The United Kingdom has seen a 35% rise in the last year in the number of suspects investigated annually for possibly working for a hostile foreign government, the head of the UK’s domestic security service, MI5, said in a speech Thursday.
In the service’s annual update on threats facing the UK, Ken McCallum said, “A more hostile world is forcing the biggest shifts in MI5’s mission since 9/11,” and that his “teams are currently running near-record volumes of investigations.”
Opening his speech, McCallum expressed sympathies for the two people killed in an ISIS-linked attack on a synagogue in Manchester earlier this month. The head of the secretive agency added that the “aggregate scale of the terrorist threat is huge,” and the combination of rising threats from state actors as well as from a mix of terrorists with “Islamist, extreme right wing or other ideologies” – who might be well-prepared, teenage or mentally disturbed – heralded a “new era.”
The UK has seen a variety of espionage and sabotage incidents in recent years, from Chinese influence operations targeting the parliament to Russian-directed arson against warehouses supplying Ukraine’s forces. McCallum also said there had been “more than 20 potentially lethal Iran-backed plots” in the past year.
“State threats are increasing. … In the last year, we’ve seen a 35% increase in the number of individuals we’re investigating for involvement in state threat activity,” he said, adding that these individuals were present in the UK rather than directing operations from overseas.
“The state threat activity I’m describing is overwhelmingly dominated by the triumvirate of Russian, Chinese and Iranian state actors,” McCallum continued.
Asked to describe the nature of the Russian threat, he said: “In terms of its lethality, the activities are spread. This ranges from, in some cases, arson, in some cases attempted sabotage. In some cases, pretty detailed attempts to gather specific targeting information about individuals. … the only obvious purpose of which would be to make it feasible for someone then to do something nasty, potentially lethal, towards those individuals.”
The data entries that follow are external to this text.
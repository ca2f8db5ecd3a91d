//! Shared catalogue fixture for engine tests.

#![allow(dead_code)]

use lithocat_catalogue::{CatalogueConfig, CatalogueSession};
use lithocat_model::{
    Catalogue, Curve, CurveGroup, Lithology, LithologyComponent, LithologyGroup,
    MainLithologyGroup, MetaParameter, MetaParameterGroup, Mixing, Parameter, ParameterGroup,
};
use lithocat_types::{
    CurveGroupId, CurveId, LithologyGroupId, LithologyId, MainLithologyGroupId,
    MetaParameterGroupId, MetaParameterId,
};

pub const SHALE1_ID: &str = "aaaaaaaa-0000-0000-0000-000000000001";
pub const SANDSTONE_ID: &str = "aaaaaaaa-0000-0000-0000-000000000002";
pub const MIXED_ID: &str = "aaaaaaaa-0000-0000-0000-000000000003";
pub const LIMESTONE_ID: &str = "aaaaaaaa-0000-0000-0000-000000000004";

pub const POROSITY_ID: &str = "bbbbbbbb-0000-0000-0000-000000000001";
pub const PERMEABILITY_ID: &str = "bbbbbbbb-0000-0000-0000-000000000002";
pub const DENSITY_ID: &str = "bbbbbbbb-0000-0000-0000-000000000003";
/// Two meta parameters share the name "Conductivity": one in "Thermal"
/// (carried by Shale1), one in "Petrophysics".
pub const THERMAL_CONDUCTIVITY_ID: &str = "bbbbbbbb-0000-0000-0000-000000000004";
pub const MATRIX_CONDUCTIVITY_ID: &str = "bbbbbbbb-0000-0000-0000-000000000005";

pub const TC1_ID: &str = "cccccccc-0000-0000-0000-000000000001";
pub const TC2_ID: &str = "cccccccc-0000-0000-0000-000000000002";

pub const PETROPHYSICS_ID: &str = "dddddddd-0000-0000-0000-000000000001";
pub const FLOW_ID: &str = "dddddddd-0000-0000-0000-000000000002";
pub const THERMAL_ID: &str = "dddddddd-0000-0000-0000-000000000003";

pub const THERMAL_CURVES_ID: &str = "eeeeeeee-0000-0000-0000-000000000001";
pub const SPARE_CURVES_ID: &str = "eeeeeeee-0000-0000-0000-000000000002";

pub const CLASTICS_ID: &str = "11111111-0000-0000-0000-000000000001";
pub const CARBONATES_ID: &str = "11111111-0000-0000-0000-000000000002";

pub const SHALE_GROUP_ID: &str = "22222222-0000-0000-0000-000000000001";
pub const SANDY_GROUP_ID: &str = "22222222-0000-0000-0000-000000000002";
pub const LIMESTONES_GROUP_ID: &str = "22222222-0000-0000-0000-000000000003";
/// Second lithology group named "Shale", under "Carbonates".
pub const CARBONATE_SHALE_GROUP_ID: &str = "22222222-0000-0000-0000-000000000004";

fn meta() -> Vec<MetaParameterGroup> {
    vec![
        MetaParameterGroup::new(MetaParameterGroupId::new(PETROPHYSICS_ID), "Petrophysics")
            .with_parameter(MetaParameter::new(
                MetaParameterId::new(POROSITY_ID),
                "Porosity",
                "Double",
            ))
            .with_parameter(MetaParameter::new(
                MetaParameterId::new(DENSITY_ID),
                "Density",
                "Double",
            ))
            .with_parameter(MetaParameter::new(
                MetaParameterId::new(MATRIX_CONDUCTIVITY_ID),
                "Conductivity",
                "Double",
            ))
            .with_group(
                MetaParameterGroup::new(MetaParameterGroupId::new(FLOW_ID), "Flow").with_parameter(
                    MetaParameter::new(
                        MetaParameterId::new(PERMEABILITY_ID),
                        "Permeability",
                        "Curve",
                    ),
                ),
            ),
        MetaParameterGroup::new(MetaParameterGroupId::new(THERMAL_ID), "Thermal").with_parameter(
            MetaParameter::new(
                MetaParameterId::new(THERMAL_CONDUCTIVITY_ID),
                "Conductivity",
                "Double",
            ),
        ),
    ]
}

fn curve_groups() -> Vec<CurveGroup> {
    vec![
        CurveGroup::new(CurveGroupId::new(THERMAL_CURVES_ID), "ThermalCurves")
            .with_curve(
                Curve::new(CurveId::new(TC1_ID), "TC1")
                    .with_points([(0.0, 10.0), (100.0, 50.0)]),
            )
            .with_curve(
                Curve::new(CurveId::new(TC2_ID), "TC2")
                    .with_points([(0.0, 2.5), (50.0, 3.0), (200.0, 3.5)]),
            ),
        CurveGroup::new(CurveGroupId::new(SPARE_CURVES_ID), "Spare"),
    ]
}

fn shale1() -> Lithology {
    Lithology::new(LithologyId::new(SHALE1_ID), "Shale1", "601", "#808080")
        .with_parameter_group(
            ParameterGroup::new(MetaParameterGroupId::new(PETROPHYSICS_ID))
                .with_parameter(Parameter::new(MetaParameterId::new(POROSITY_ID), "0.3"))
                .with_parameter(Parameter::new(MetaParameterId::new(PERMEABILITY_ID), TC1_ID)),
        )
        .with_parameter_group(
            ParameterGroup::new(MetaParameterGroupId::new(THERMAL_ID)).with_parameter(
                Parameter::new(MetaParameterId::new(THERMAL_CONDUCTIVITY_ID), "2.1"),
            ),
        )
}

fn mixed() -> Lithology {
    let mut mixed = Lithology::new(LithologyId::new(MIXED_ID), "Mixed", "501", "#aa8800");
    mixed.mixing = Some(Mixing {
        thermal_conductivity: "Geometric".into(),
        permeability: "Harmonic".into(),
        capillary_entry_pressure: None,
        read_only: false,
        components: vec![
            LithologyComponent {
                lithology_id: LithologyId::new(SHALE1_ID),
                fraction: 0.25,
            },
            LithologyComponent {
                lithology_id: LithologyId::new(SANDSTONE_ID),
                fraction: 0.75,
            },
        ],
    });
    mixed
}

/// Clastics → Shale → (Shale1, Sandy → (Sandstone, Mixed));
/// Carbonates → (Limestones → Limestone, Shale).
pub fn catalogue() -> Catalogue {
    let mut catalogue = Catalogue::new("Test Catalogue", "2");
    catalogue.meta.groups = meta();
    catalogue.curve_groups = curve_groups();

    let mut clastics = MainLithologyGroup::new(MainLithologyGroupId::new(CLASTICS_ID), "Clastics")
        .with_group(
            LithologyGroup::new(LithologyGroupId::new(SHALE_GROUP_ID), "Shale")
                .with_lithology(shale1())
                .with_group(
                    LithologyGroup::new(LithologyGroupId::new(SANDY_GROUP_ID), "Sandy")
                        .with_lithology(Lithology::new(
                            LithologyId::new(SANDSTONE_ID),
                            "Sandstone",
                            "401",
                            "#ffff00",
                        ))
                        .with_lithology(mixed()),
                ),
        );
    clastics.read_only = true;
    clastics.petromod_id = Some("1".into());

    let carbonates =
        MainLithologyGroup::new(MainLithologyGroupId::new(CARBONATES_ID), "Carbonates")
            .with_group(
                LithologyGroup::new(LithologyGroupId::new(LIMESTONES_GROUP_ID), "Limestones")
                    .with_lithology(Lithology::new(
                        LithologyId::new(LIMESTONE_ID),
                        "Limestone",
                        "301",
                        "#0000ff",
                    )),
            )
            .with_group(LithologyGroup::new(
                LithologyGroupId::new(CARBONATE_SHALE_GROUP_ID),
                "Shale",
            ));

    catalogue.main_lithology_groups = vec![clastics, carbonates];
    catalogue
}

pub fn session() -> CatalogueSession {
    CatalogueSession::from_catalogue(catalogue()).unwrap()
}

pub fn session_with(config: CatalogueConfig) -> CatalogueSession {
    CatalogueSession::new(catalogue(), config).unwrap()
}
In May, Orlin Roussev, 47, was sentenced in a London court to nearly 11 years in jail for leading a British-based Russian spy ring, which prosecutors said carried out surveillance for the Kremlin. Five other members of the ring were jailed for a total of about 40 years, all accused of gathering detailed information on journalists, dissidents and Ukrainian soldiers being trained at a US military base in Germany. Prosecutors said the six, all Bulgarian nationals, were financially motivated and did not report directly to Russian intelligence.
In his speech, McCallum alluded twice to “proxies” for Russia perhaps not receiving payment for their work from their handlers, yet declined to provide specifics. “I am able legally to say, I don’t think it’s a good career move to work for the Russian Intelligence Services in the United Kingdom,” he said.
McCallum also warned of the role artificial intelligence can play in future and present threats, saying, “Would-be terrorists already try to harness AI for their propaganda, their weapons research, their target reconnaissance.” Yet he cautioned against “hype and scaremongering” and said that he believed AI as a whole brought “real benefits” in threat detection.
“I am not forecasting Hollywood movie scenarios,” he added. “Artificial intelligence may never ‘mean’ us harm. But it would be reckless to ignore the potential for it to cause harm.”